On balance, I do not consider that the public interest that the request should be granted outweighs the right to privacy of the individuals to whom the records relate. I consider that the records contain highly sensitive information, which is extremely personal to the third parties concerned. I believe that a significant invasion of privacy would occur if the records were disclosed to the world at large, which is the effective result of releasing records under FOI. I therefore find that section 37(5)(a) does not apply in the circumstances. It has not been argued that releasing the records would benefit the third parties to whom the information relates and I find that section 37(5)(b) does not apply in the circumstances. I find that TUSLA was justified in refusing access to the records under section 37(1) of the FOI Act.
For completeness, I should note that the Freedom of Information Act 2014 (Section 37(8)) Regulations 2016 do not apply in this review. In accordance with section 37(8) of the FOI Act, these Regulations provide for a right of access by parents or guardians to the personal information of individuals who, on the date of the request, have not attained full age and where the release of the information would, in the opinion of the public body and having regard to all the circumstances, be in the child’s best interests. However, they do not apply to records which contain personal information relating both to a minor and a third party, except where the third party is the requester. As the records in this case contain information relating to both to a minor and third parties other than the applicant, the Regulations do not apply.
Having regard to the above, I find that TUSLA was justified in refusing access to the withheld records under section 37(1) of the FOI Act.

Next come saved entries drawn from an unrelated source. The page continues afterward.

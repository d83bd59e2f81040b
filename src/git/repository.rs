use crate::errors::{ConflictOperation, Result, TrellisError};
use crate::git::branch_status::{parse_verbose_branch_line, GitBranchStatus};
use crate::git::ops::GitOps;
use git2::Repository;
use std::collections::HashMap;
use std::path::{Path, PathBuf};
use std::process::Command;
use tracing::debug;

/// Production [`GitOps`] implementation for one working directory.
///
/// Read-side queries (HEAD, merge bases, ahead/behind graphs, config,
/// repository state) go through `git2`; working-tree mutations (checkout,
/// merge, rebase, push, pull, fetch) shell out to the `git` porcelain so
/// that an interrupted merge or rebase is left in exactly the state a user
/// resolves with their own git commands.
pub struct GitRepository {
    repo: Repository,
    path: PathBuf,
    remote_name: String,
}

impl GitRepository {
    /// Open the repository whose working directory contains `path`
    pub fn open(path: &Path) -> Result<Self> {
        Self::open_with_remote(path, "origin")
    }

    pub fn open_with_remote(path: &Path, remote_name: &str) -> Result<Self> {
        let repo = Repository::discover(path)
            .map_err(|e| TrellisError::config(format!("Not a git repository: {e}")))?;

        let workdir = repo
            .workdir()
            .ok_or_else(|| TrellisError::config("Repository has no working directory"))?
            .to_path_buf();

        Ok(Self {
            repo,
            path: workdir,
            remote_name: remote_name.to_string(),
        })
    }

    pub fn remote_name(&self) -> &str {
        &self.remote_name
    }

    /// Run a git porcelain command in this working directory and capture stdout
    fn run_git(&self, args: &[&str]) -> Result<String> {
        debug!("git {} (in {})", args.join(" "), self.path.display());

        let output = Command::new("git")
            .args(args)
            .current_dir(&self.path)
            .output()?;

        if !output.status.success() {
            let stderr = String::from_utf8_lossy(&output.stderr);
            return Err(TrellisError::branch(format!(
                "git {} failed: {}",
                args.first().copied().unwrap_or(""),
                stderr.trim()
            )));
        }

        Ok(String::from_utf8_lossy(&output.stdout).into_owned())
    }

    /// Run a mutating git command that may legitimately stop on textual
    /// conflicts, surfacing those as a conflict-kind error instead of a
    /// fatal one.
    fn run_git_conflictable(&self, args: &[&str], kind: ConflictOperation) -> Result<()> {
        debug!("git {} (in {})", args.join(" "), self.path.display());

        let output = Command::new("git")
            .args(args)
            .current_dir(&self.path)
            .output()?;

        if output.status.success() {
            return Ok(());
        }

        let stopped = match kind {
            ConflictOperation::Merge => self.is_merge_in_progress()?,
            ConflictOperation::Rebase => self.is_rebase_in_progress()?,
        };
        if stopped {
            return Err(TrellisError::Conflict(kind));
        }

        let stderr = String::from_utf8_lossy(&output.stderr);
        Err(TrellisError::branch(format!(
            "git {} failed: {}",
            args.first().copied().unwrap_or(""),
            stderr.trim()
        )))
    }

    /// Map branch name to the linked worktree it is checked out in, if any.
    /// The main working directory does not count as a linked worktree.
    fn worktree_branches(&self) -> Result<HashMap<String, PathBuf>> {
        let mut branches = HashMap::new();

        for name in self.repo.worktrees()?.iter().flatten() {
            let worktree = match self.repo.find_worktree(name) {
                Ok(wt) => wt,
                Err(e) => {
                    debug!("Skipping worktree '{}': {}", name, e);
                    continue;
                }
            };
            let wt_path = worktree.path().to_path_buf();
            let head_branch = Repository::open(&wt_path)
                .and_then(|repo| repo.head().map(|h| h.shorthand().map(str::to_string)));
            match head_branch {
                Ok(Some(branch)) => {
                    branches.insert(branch, wt_path);
                }
                Ok(None) => {}
                Err(e) => debug!("Skipping worktree at {}: {}", wt_path.display(), e),
            }
        }

        Ok(branches)
    }

    fn resolve_commit(&self, refname: &str) -> Result<git2::Oid> {
        let obj = self
            .repo
            .revparse_single(refname)
            .map_err(|e| TrellisError::branch(format!("Could not resolve '{refname}': {e}")))?;
        let commit = obj
            .peel_to_commit()
            .map_err(|e| TrellisError::branch(format!("'{refname}' is not a commit: {e}")))?;
        Ok(commit.id())
    }
}

impl GitOps for GitRepository {
    fn work_dir(&self) -> &Path {
        &self.path
    }

    fn current_branch(&self) -> Result<String> {
        let head = self
            .repo
            .head()
            .map_err(|e| TrellisError::branch(format!("Could not get HEAD: {e}")))?;

        match head.shorthand() {
            Some(name) if head.is_branch() => Ok(name.to_string()),
            _ => {
                let commit = head
                    .peel_to_commit()
                    .map_err(|e| TrellisError::branch(format!("Could not get HEAD commit: {e}")))?;
                Ok(format!("HEAD@{}", commit.id()))
            }
        }
    }

    fn change_branch(&self, name: &str) -> Result<()> {
        self.run_git(&["checkout", "--quiet", name])?;
        Ok(())
    }

    fn branch_statuses(&self, names: &[String]) -> Result<HashMap<String, GitBranchStatus>> {
        if names.is_empty() {
            return Ok(HashMap::new());
        }

        let mut args = vec!["branch", "--list", "--verbose", "--verbose"];
        args.extend(names.iter().map(String::as_str));
        let listing = self.run_git(&args)?;

        let worktrees = self.worktree_branches()?;

        let mut statuses = HashMap::new();
        for line in listing.lines() {
            if let Some(mut status) = parse_verbose_branch_line(line) {
                status.worktree_path = worktrees.get(&status.branch_name).cloned();
                statuses.insert(status.branch_name.clone(), status);
            }
        }

        Ok(statuses)
    }

    fn merge_from_local_branch(&self, name: &str) -> Result<()> {
        self.run_git_conflictable(&["merge", "--no-edit", name], ConflictOperation::Merge)
    }

    fn rebase_onto_local_branch(&self, name: &str) -> Result<()> {
        // --update-refs carries every dependent branch ref between the old
        // and new positions along with the replayed commits; this is what
        // lets the engine rebase only the lowest active branch per line.
        self.run_git_conflictable(&["rebase", "--update-refs", name], ConflictOperation::Rebase)
    }

    fn rebase_onto_new_parent(&self, new_parent: &str, old_base: &str) -> Result<()> {
        self.run_git_conflictable(
            &["rebase", "--update-refs", "--onto", new_parent, old_base],
            ConflictOperation::Rebase,
        )
    }

    fn abort_merge(&self) -> Result<()> {
        self.run_git(&["merge", "--abort"])?;
        Ok(())
    }

    fn abort_rebase(&self) -> Result<()> {
        self.run_git(&["rebase", "--abort"])?;
        Ok(())
    }

    fn is_merge_in_progress(&self) -> Result<bool> {
        Ok(self.repo.state() == git2::RepositoryState::Merge)
    }

    fn is_rebase_in_progress(&self) -> Result<bool> {
        Ok(matches!(
            self.repo.state(),
            git2::RepositoryState::Rebase
                | git2::RepositoryState::RebaseInteractive
                | git2::RepositoryState::RebaseMerge
        ))
    }

    fn head_commit_sha(&self) -> Result<String> {
        let head = self
            .repo
            .head()
            .map_err(|e| TrellisError::branch(format!("Could not get HEAD: {e}")))?;
        let commit = head
            .peel_to_commit()
            .map_err(|e| TrellisError::branch(format!("Could not get HEAD commit: {e}")))?;
        Ok(commit.id().to_string())
    }

    fn merge_base(&self, a: &str, b: &str) -> Result<Option<String>> {
        let oid_a = self.resolve_commit(a)?;
        let oid_b = self.resolve_commit(b)?;

        match self.repo.merge_base(oid_a, oid_b) {
            Ok(base) => Ok(Some(base.to_string())),
            Err(e) if e.code() == git2::ErrorCode::NotFound => Ok(None),
            Err(e) => Err(TrellisError::Git(e)),
        }
    }

    fn is_commit_reachable_from_branch(&self, sha: &str, branch: &str) -> Result<bool> {
        let commit = self.resolve_commit(sha)?;
        let tip = self.resolve_commit(branch)?;

        if commit == tip {
            return Ok(true);
        }
        Ok(self.repo.graph_descendant_of(tip, commit)?)
    }

    fn compare_branches(&self, a: &str, b: &str) -> Result<(usize, usize)> {
        let oid_a = self.resolve_commit(a)?;
        let oid_b = self.resolve_commit(b)?;
        Ok(self.repo.graph_ahead_behind(oid_a, oid_b)?)
    }

    fn pull_branch(&self, name: &str) -> Result<()> {
        self.run_git(&["pull", "--ff-only", &self.remote_name, name])?;
        Ok(())
    }

    fn push_new_branch(&self, name: &str) -> Result<()> {
        self.run_git(&["push", "--set-upstream", &self.remote_name, name])?;
        Ok(())
    }

    fn push_branches(&self, names: &[String], force_with_lease: bool) -> Result<()> {
        let mut args = vec!["push"];
        if force_with_lease {
            args.push("--force-with-lease");
        }
        args.push(&self.remote_name);
        args.extend(names.iter().map(String::as_str));
        self.run_git(&args)?;
        Ok(())
    }

    fn fetch_branch_refspecs(&self, names: &[String]) -> Result<()> {
        let refspecs: Vec<String> = names.iter().map(|n| format!("{n}:{n}")).collect();
        let mut args = vec!["fetch", self.remote_name.as_str()];
        args.extend(refspecs.iter().map(String::as_str));
        self.run_git(&args)?;
        Ok(())
    }

    fn config_value(&self, key: &str) -> Result<Option<String>> {
        let config = self.repo.config()?;
        match config.get_string(key) {
            Ok(value) => Ok(Some(value)),
            Err(e) if e.code() == git2::ErrorCode::NotFound => Ok(None),
            Err(e) => Err(TrellisError::Git(e)),
        }
    }
}

#[cfg(test)]
mod tests {
    use super::*;
    use git2::Signature;
    use tempfile::TempDir;

    fn create_test_repo() -> (TempDir, GitRepository) {
        let temp_dir = TempDir::new().unwrap();
        let repo_path = temp_dir.path();

        let repo = Repository::init(repo_path).unwrap();
        let signature = Signature::now("Test User", "test@example.com").unwrap();
        let tree_id = {
            let mut index = repo.index().unwrap();
            index.write_tree().unwrap()
        };
        let tree = repo.find_tree(tree_id).unwrap();
        repo.commit(
            Some("HEAD"),
            &signature,
            &signature,
            "Initial commit",
            &tree,
            &[],
        )
        .unwrap();

        let git_repo = GitRepository::open(repo_path).unwrap();
        git_repo.run_git(&["config", "user.name", "Test User"]).unwrap();
        git_repo
            .run_git(&["config", "user.email", "test@example.com"])
            .unwrap();
        (temp_dir, git_repo)
    }

    fn commit_file(repo: &GitRepository, file: &str, content: &str, message: &str) {
        std::fs::write(repo.work_dir().join(file), content).unwrap();
        repo.run_git(&["add", file]).unwrap();
        repo.run_git(&["commit", "--quiet", "-m", message]).unwrap();
    }

    #[test]
    fn test_open_and_current_branch() {
        let (_tmp, repo) = create_test_repo();
        let branch = repo.current_branch().unwrap();
        assert!(branch == "main" || branch == "master");
    }

    #[test]
    fn test_change_branch_and_head_sha() {
        let (_tmp, repo) = create_test_repo();
        let base = repo.current_branch().unwrap();
        let base_sha = repo.head_commit_sha().unwrap();

        repo.run_git(&["checkout", "--quiet", "-b", "feature-a"])
            .unwrap();
        commit_file(&repo, "a.txt", "a", "Add a");
        assert_ne!(repo.head_commit_sha().unwrap(), base_sha);

        repo.change_branch(&base).unwrap();
        assert_eq!(repo.current_branch().unwrap(), base);
        assert_eq!(repo.head_commit_sha().unwrap(), base_sha);
    }

    #[test]
    fn test_branch_statuses_untracked() {
        let (_tmp, repo) = create_test_repo();
        let base = repo.current_branch().unwrap();
        repo.run_git(&["branch", "feature-b"]).unwrap();

        let statuses = repo
            .branch_statuses(&[base.clone(), "feature-b".to_string(), "missing".to_string()])
            .unwrap();

        assert_eq!(statuses.len(), 2);
        let current = statuses.get(&base).unwrap();
        assert!(current.is_current_branch);
        assert!(current.remote_tracking_branch_name.is_none());
        assert!(!statuses.get("feature-b").unwrap().is_current_branch);
        assert!(!statuses.contains_key("missing"));
    }

    #[test]
    fn test_merge_base_and_reachability() {
        let (_tmp, repo) = create_test_repo();
        let base = repo.current_branch().unwrap();
        let base_sha = repo.head_commit_sha().unwrap();

        repo.run_git(&["checkout", "--quiet", "-b", "feature-c"])
            .unwrap();
        commit_file(&repo, "c.txt", "c", "Add c");
        let feature_sha = repo.head_commit_sha().unwrap();

        let merge_base = repo.merge_base("feature-c", &base).unwrap().unwrap();
        assert_eq!(merge_base, base_sha);

        assert!(repo
            .is_commit_reachable_from_branch(&base_sha, "feature-c")
            .unwrap());
        assert!(!repo
            .is_commit_reachable_from_branch(&feature_sha, &base)
            .unwrap());
    }

    #[test]
    fn test_compare_branches() {
        let (_tmp, repo) = create_test_repo();
        let base = repo.current_branch().unwrap();

        repo.run_git(&["checkout", "--quiet", "-b", "feature-d"])
            .unwrap();
        commit_file(&repo, "d1.txt", "1", "one");
        commit_file(&repo, "d2.txt", "2", "two");

        let (ahead, behind) = repo.compare_branches("feature-d", &base).unwrap();
        assert_eq!((ahead, behind), (2, 0));

        let (ahead, behind) = repo.compare_branches(&base, "feature-d").unwrap();
        assert_eq!((ahead, behind), (0, 2));
    }

    #[test]
    fn test_merge_conflict_is_conflict_kind() {
        let (_tmp, repo) = create_test_repo();
        let base = repo.current_branch().unwrap();
        commit_file(&repo, "f.txt", "base\n", "Base f");

        repo.run_git(&["checkout", "--quiet", "-b", "feature-e"])
            .unwrap();
        commit_file(&repo, "f.txt", "feature\n", "Feature f");

        repo.change_branch(&base).unwrap();
        commit_file(&repo, "f.txt", "mainline\n", "Mainline f");

        repo.change_branch("feature-e").unwrap();
        let err = repo.merge_from_local_branch(&base).unwrap_err();
        assert_eq!(err.conflict_kind(), Some(ConflictOperation::Merge));
        assert!(repo.is_merge_in_progress().unwrap());

        repo.abort_merge().unwrap();
        assert!(!repo.is_merge_in_progress().unwrap());
    }

    #[test]
    fn test_config_value() {
        let (_tmp, repo) = create_test_repo();
        assert_eq!(
            repo.config_value("user.name").unwrap().as_deref(),
            Some("Test User")
        );
        assert_eq!(repo.config_value("trellis.unset").unwrap(), None);
    }
}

Having carried out a review under section 22(2) of the FOI Act, I affirm TUSLA's decision under section 37 of the FOI Act.
Right of Appeal
Section 24 of the FOI Act sets out detailed provisions for an appeal to the High Court by a party to a review, or any other person affected by the decision. In summary, such an appeal, normally on a point of law, must be initiated not later than four weeks after notice of the decision was given to the person bringing the appeal.